You are looking for the right tool--boundary enforcement.
I'd like to suggest you use it a bit differently. It works best for me if I state boundaries (to myself) this way:
"When you do 'X', I will do 'Y' to protect myself from the consequences of 'X'"
Not "When you do 'X', I will punish you by doing 'Y'." This variation is being controlling, and will piss off anybody, pwBPD or not.
Not
"You cannot do 'X'." This is a rule, and when you make a rule, you are challenging her to break the rule, which she will do. The choice and power are all hers this way. Look back at the first one, and note that you have the choice and power, as you are choosing to protect yourself.
One important note--You can choose if enforcing the boundary includes telling her you will do it either before or as you do it or not. For some boundaries it is the right thing to do. For others, it only escalates things and makes it worse.
OK, now applying better boundaries and enforcement to your situation:
Mentioned to GF this am that I was seeing [religious counselor], and here comes the insults.
I'd start with this thought: "My counseling or therapy is my own business and not something I'm discussing with you."

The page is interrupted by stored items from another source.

use anyhow::{Context, Result};
use clap::{Parser, Subcommand};
use std::path::PathBuf;
use std::sync::Arc;

use prforge::config::{DEFAULT_CONFIG_PATH, WorkerConfig, master_key_from_env};
use prforge::store::{SecretsCrypto, SqliteStore};

mod cmd;

#[derive(Parser)]
#[command(name = "prforge")]
#[command(version, about = "Turn feedback posts into pull requests with an AI coding agent")]
pub struct Cli {
    /// SQLite database holding jobs, posts, repository settings and credentials
    #[arg(long, global = true, env = "PRFORGE_DB", default_value = ".prforge/worker.db")]
    pub db: PathBuf,

    /// Worker configuration file
    #[arg(long, global = true, default_value = DEFAULT_CONFIG_PATH)]
    pub config: PathBuf,

    #[arg(short, long, global = true)]
    pub verbose: bool,

    /// Emit logs as JSON lines
    #[arg(long, global = true)]
    pub log_json: bool,

    #[command(subcommand)]
    pub command: Commands,
}

#[derive(Subcommand)]
pub enum Commands {
    /// Create, run, cancel and inspect jobs
    Job {
        #[command(subcommand)]
        command: JobCommands,
    },
    /// Manage feedback posts
    Post {
        #[command(subcommand)]
        command: PostCommands,
    },
    /// Connect an organization's GitHub repository
    Repo {
        #[command(subcommand)]
        command: RepoCommands,
    },
    /// Store encrypted credentials (values are read from stdin)
    Secret {
        #[command(subcommand)]
        command: SecretCommands,
    },
    /// List the registered AI providers
    Providers,
}

#[derive(Subcommand, Clone)]
pub enum JobCommands {
    /// Create a pending job and print its id
    Create {
        #[arg(long)]
        org: String,
        #[arg(long)]
        post: String,
        #[arg(long)]
        provider: String,
        /// Extra instructions for the agent
        #[arg(long)]
        context: Option<String>,
    },
    /// Execute a pending job to completion
    Run { id: String },
    /// Mark a job cancelled; a running worker stops at its next step
    Cancel { id: String },
    /// Print the job record as JSON
    Show { id: String },
}

#[derive(Subcommand, Clone)]
pub enum PostCommands {
    /// Add a feedback post and print its id
    Add {
        #[arg(long)]
        org: String,
        #[arg(long)]
        title: String,
        #[arg(long, default_value = "")]
        description: String,
    },
}

#[derive(Subcommand, Clone)]
pub enum RepoCommands {
    /// Set the repository pull requests are opened against
    Set {
        #[arg(long)]
        org: String,
        /// `owner/name` or a GitHub URL
        #[arg(long)]
        repo: String,
        #[arg(long, default_value = "main")]
        branch: String,
    },
}

#[derive(Subcommand, Clone)]
pub enum SecretCommands {
    /// GitHub token used to clone, push and open pull requests
    SetGithubToken {
        #[arg(long)]
        org: String,
    },
    /// API key for an `api_key` provider
    SetApiKey {
        #[arg(long)]
        org: String,
        #[arg(long)]
        provider: String,
    },
    /// OAuth tokens for an `oauth` provider: access token on the first
    /// line of stdin, optional refresh token on the second
    SetOauth {
        #[arg(long)]
        org: String,
        #[arg(long)]
        provider: String,
        #[arg(long)]
        account_id: Option<String>,
        /// RFC 3339 expiry of the access token
        #[arg(long)]
        expires_at: Option<String>,
    },
}

fn open_store(cli: &Cli) -> Result<Arc<SqliteStore>> {
    let crypto = master_key_from_env()
        .map(SecretsCrypto::new)
        .transpose()
        .context("Invalid PRFORGE_MASTER_KEY")?;
    let store = SqliteStore::open(&cli.db, crypto)
        .with_context(|| format!("Failed to open database {}", cli.db.display()))?;
    Ok(Arc::new(store))
}

#[tokio::main]
async fn main() -> Result<()> {
    dotenvy::dotenv().ok();
    let cli = Cli::parse();
    prforge::logging::init(cli.verbose, cli.log_json);

    let config = WorkerConfig::load(&cli.config)?;

    match &cli.command {
        Commands::Providers => cmd::cmd_providers(&config),
        Commands::Job { command } => {
            let store = open_store(&cli)?;
            cmd::cmd_job(store, config, command.clone()).await
        }
        Commands::Post { command } => cmd::cmd_post(open_store(&cli)?, command.clone()).await,
        Commands::Repo { command } => cmd::cmd_repo(open_store(&cli)?, command.clone()).await,
        Commands::Secret { command } => cmd::cmd_secret(open_store(&cli)?, command.clone()).await,
    }
}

Since you are in a relationship with her, she has a right to know about your schedule, when you are available and when you aren't. In your shoes, I would avoid telling her that you are busy at a counseling appointment if you can do it gracefully, but not lie about it. If she's asking/interrogating around it, I wouldn't be evasive. I just would choose not to bring up the topic myself, as I don't borrow trouble.
However I would be firm that what you discuss there is between you, the counselor, and God, and not her business. The active boundary enforcement would look like:
"I will not discuss my counseling with you. If you ask, I'll tell you, and if you won't let it go, I will end our conversation."
You see how all your actions are specifically designed to protect you from being interrogated about your counseling session, and don't do anything more? You aren't punishing her for asking about it.
So she leaves. Then the phone blowing up starts. Cell phone, house phone, texts, messenger messages.
You had the right idea here, but it can be improved. What you want to do is immediately protect yourself from the phone blowing up. No more, no less.
Seeing all those messages, hearing those phone rings is stressful to you at that time. Protect yourself. Preferably with the least force you need for the job.
Can you "mute" her on the cell phone and on all the messaging/social media platforms, so you don't get notifications for the dozen attempts to get your goat there? If you can't, then block her. You can do this each time she gets to a new medium.
I sent her back a text and said there is no point in talking right now, you will be ugly and run me down, and it will piss me off and I will be ugly back. So I said my new boundary with you is when this happens, I am not talking to you for 24 hours and until you apologize.
Saying that you aren't talking to her now is excellent. Admitting that you will be ugly is fine.
Don't make it about her. "... .you will be ugly... ." You know how likely that is, but telling her what you know she will do is invalidating and will piss her off. Don't do it.
"I won't talk to you for 24 hours" sounds like punishing her, or a threat. And it isn't your purpose--you just want to get away from her blowing up the phone, and her verbally abusing you. If it stops in an hour, and if you calm down by then, that would be fine. If it lasts for a week, you aren't ready to dive back in for six days tomorrow!
"until you apologize" isn't going to help you much either. If she's just saying the words to get back, it won't mean much... .and if it is sincere, it will be offered without the threat/demand.
Better is to make it about yourself. Try this:
"I'm too upset to talk to you." Not at all about her, and completely true as well!
How much time do YOU need to calm down and center yourself? You can tell her something about this too, and if you do it right, it helps--shutting her out triggers her fear of abandonment, and you ARE shutting her out for your own protection, but you can be clear that it isn't forever, which will help.
Don't use words like "soon" or "later" or "a while". Those are vague, and risk sparking a fight when you come back about what it meant and whether you lied about it. Something like "I'll check in in an hour." or "I'm going away for two hours" or "I'll talk to you after work (assuming your quitting time is consistent)" is safe.
And note--if you promise to get back in touch, that is exactly what you promised--you are NOT promising to accept a bunch of abuse--If she launches back into you when you reach out, remove yourself again, immediately. (And likely you should take more time away than you did last round!)